** Opening INPUT DATA block **

use blindvote::{DIDPublicKey, PrivateKey, PublicKey, UserSet};
use log::{error, info};
use rocket::fairing::AdHoc;
use serde::Deserialize;

/// Clerk configuration, derived from `Rocket.toml` and `ROCKET_*`
/// environment variables. Paths are resolved relative to the working
/// directory.
#[derive(Deserialize)]
pub struct Config {
    /// Path to the clerk's PEM private key
    pub signing_key: String,
    /// Path to the admin user-set file
    pub admins: String,
    /// Path to the human-readable service description
    pub readme: String,
    /// Hex-encoded DID admin public key: the alternate admin-auth path
    #[serde(default)]
    pub did_public_key: Option<String>,
    pub database: DbConfig,
}

#[derive(Deserialize, Clone)]
pub struct DbConfig {
    /// Backend DSN string, opaque to the protocol core
    pub url: String,
    /// -1 means "let the driver decide"
    #[serde(default = "default_max_idle_connections")]
    pub max_idle_connections: i32,
    /// Seconds
    #[serde(default = "default_conn_max_lifetime")]
    pub conn_max_lifetime: u64,
}

fn default_max_idle_connections() -> i32 {
    -1
}

fn default_conn_max_lifetime() -> u64 {
    14440
}

/// Process-wide clerk state, initialised once at startup and read-only
/// thereafter. Handed to each request handler as managed state.
pub struct ClerkState {
    pub signing_key: PrivateKey,
    pub public_key: PublicKey,
    pub public_key_pem: String,
    pub admins: UserSet,
    pub readme: String,
    pub did_public_key: Option<DIDPublicKey>,
}

impl ClerkState {
    fn from_config(config: &Config) -> Result<ClerkState, String> {
        let pem = std::fs::read_to_string(&config.signing_key)
            .map_err(|e| format!("could not read signing key {}: {}", config.signing_key, e))?;
        let signing_key =
            PrivateKey::from_pem(&pem).map_err(|e| format!("bad signing key: {}", e))?;
        let public_key = signing_key
            .public_key()
            .map_err(|e| format!("bad signing key: {}", e))?;
        let public_key_pem = public_key
            .to_pem()
            .map_err(|e| format!("bad signing key: {}", e))?;

        let raw_admins = std::fs::read(&config.admins)
            .map_err(|e| format!("could not read admins {}: {}", config.admins, e))?;
        let admins =
            UserSet::from_bytes(&raw_admins).map_err(|e| format!("bad admins file: {}", e))?;

        let readme = std::fs::read_to_string(&config.readme)
            .map_err(|e| format!("could not read readme {}: {}", config.readme, e))?;

        let did_public_key = match &config.did_public_key {
            Some(hex_key) => Some(
                DIDPublicKey::from_hex(hex_key)
                    .map_err(|e| format!("bad did_public_key: {}", e))?,
            ),
            None => None,
        };

        Ok(ClerkState {
            signing_key,
            public_key,
            public_key_pem,
            admins,
            readme,
            did_public_key,
        })
    }
}

pub fn stage() -> AdHoc {
    AdHoc::try_on_ignite("Clerk Config", |rocket| async {
        let config = match rocket.figment().extract::<Config>() {
            Ok(config) => config,
            Err(e) => {
                error!("Failed to load clerk config: {}", e);
                return Err(rocket);
            }
        };

        let state = match ClerkState::from_config(&config) {
            Ok(state) => state,
            Err(e) => {
                error!("Failed to initialise clerk state: {}", e);
                return Err(rocket);
            }
        };
        info!(
            "Loaded clerk signing key {}",
            state.public_key.sha256_hex()
        );

        Ok(rocket.manage(config).manage(state))
    })
}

** Closing INPUT DATA block **

PROBLEM DETAILS -
Your task is to extract all of the records exactly.

FINISHED EXERCISE -
use blindvote::{DIDPublicKey, PrivateKey, PublicKey, UserSet};
use log::{error, info};
use rocket::fairing::AdHoc;
use serde::Deserialize;

/// Clerk configuration, derived from `Rocket.toml` and `ROCKET_*`
/// environment variables. Paths are resolved relative to the working
/// directory.
#[derive(Deserialize)]
pub struct Config {
    /// Path to the clerk's PEM private key
    pub signing_key: String,
    /// Path to the admin user-set file
    pub admins: String,
    /// Path to the human-readable service description
    pub readme: String,
    /// Hex-encoded DID admin public key: the alternate admin-auth path
    #[serde(default)]
    pub did_public_key: Option<String>,
    pub database: DbConfig,
}

#[derive(Deserialize, Clone)]
pub struct DbConfig {
    /// Backend DSN string, opaque to the protocol core
    pub url: String,
    /// -1 means "let the driver decide"
    #[serde(default = "default_max_idle_connections")]
    pub max_idle_connections: i32,
    /// Seconds
    #[serde(default = "default_conn_max_lifetime")]
    pub conn_max_lifetime: u64,
}

fn default_max_idle_connections() -> i32 {
    -1
}

fn default_conn_max_lifetime() -> u64 {
    14440
}

/// Process-wide clerk state, initialised once at startup and read-only
/// thereafter. Handed to each request handler as managed state.
pub struct ClerkState {
    pub signing_key: PrivateKey,
    pub public_key: PublicKey,
    pub public_key_pem: String,
    pub admins: UserSet,
    pub readme: String,
    pub did_public_key: Option<DIDPublicKey>,
}

impl ClerkState {
    fn from_config(config: &Config) -> Result<ClerkState, String> {
        let pem = std::fs::read_to_string(&config.signing_key)
            .map_err(|e| format!("could not read signing key {}: {}", config.signing_key, e))?;
        let signing_key =
            PrivateKey::from_pem(&pem).map_err(|e| format!("bad signing key: {}", e))?;
        let public_key = signing_key
            .public_key()
            .map_err(|e| format!("bad signing key: {}", e))?;
        let public_key_pem = public_key
            .to_pem()
            .map_err(|e| format!("bad signing key: {}", e))?;

        let raw_admins = std::fs::read(&config.admins)
            .map_err(|e| format!("could not read admins {}: {}", config.admins, e))?;
        let admins =
            UserSet::from_bytes(&raw_admins).map_err(|e| format!("bad admins file: {}", e))?;

        let readme = std::fs::read_to_string(&config.readme)
            .map_err(|e| format!("could not read readme {}: {}", config.readme, e))?;

        let did_public_key = match &config.did_public_key {
            Some(hex_key) => Some(
                DIDPublicKey::from_hex(hex_key)
                    .map_err(|e| format!("bad did_public_key: {}", e))?,
            ),
            None => None,
        };

        Ok(ClerkState {
            signing_key,
            public_key,
            public_key_pem,
            admins,
            readme,
            did_public_key,
        })
    }
}

pub fn stage() -> AdHoc {
    AdHoc::try_on_ignite("Clerk Config", |rocket| async {
        let config = match rocket.figment().extract::<Config>() {
            Ok(config) => config,
            Err(e) => {
                error!("Failed to load clerk config: {}", e);
                return Err(rocket);
            }
        };

        let state = match ClerkState::from_config(&config) {
            Ok(state) => state,
            Err(e) => {
                error!("Failed to initialise clerk state: {}", e);
                return Err(rocket);
            }
        };
        info!(
            "Loaded clerk signing key {}",
            state.public_key.sha256_hex()
        );

        Ok(rocket.manage(config).manage(state))
    })
}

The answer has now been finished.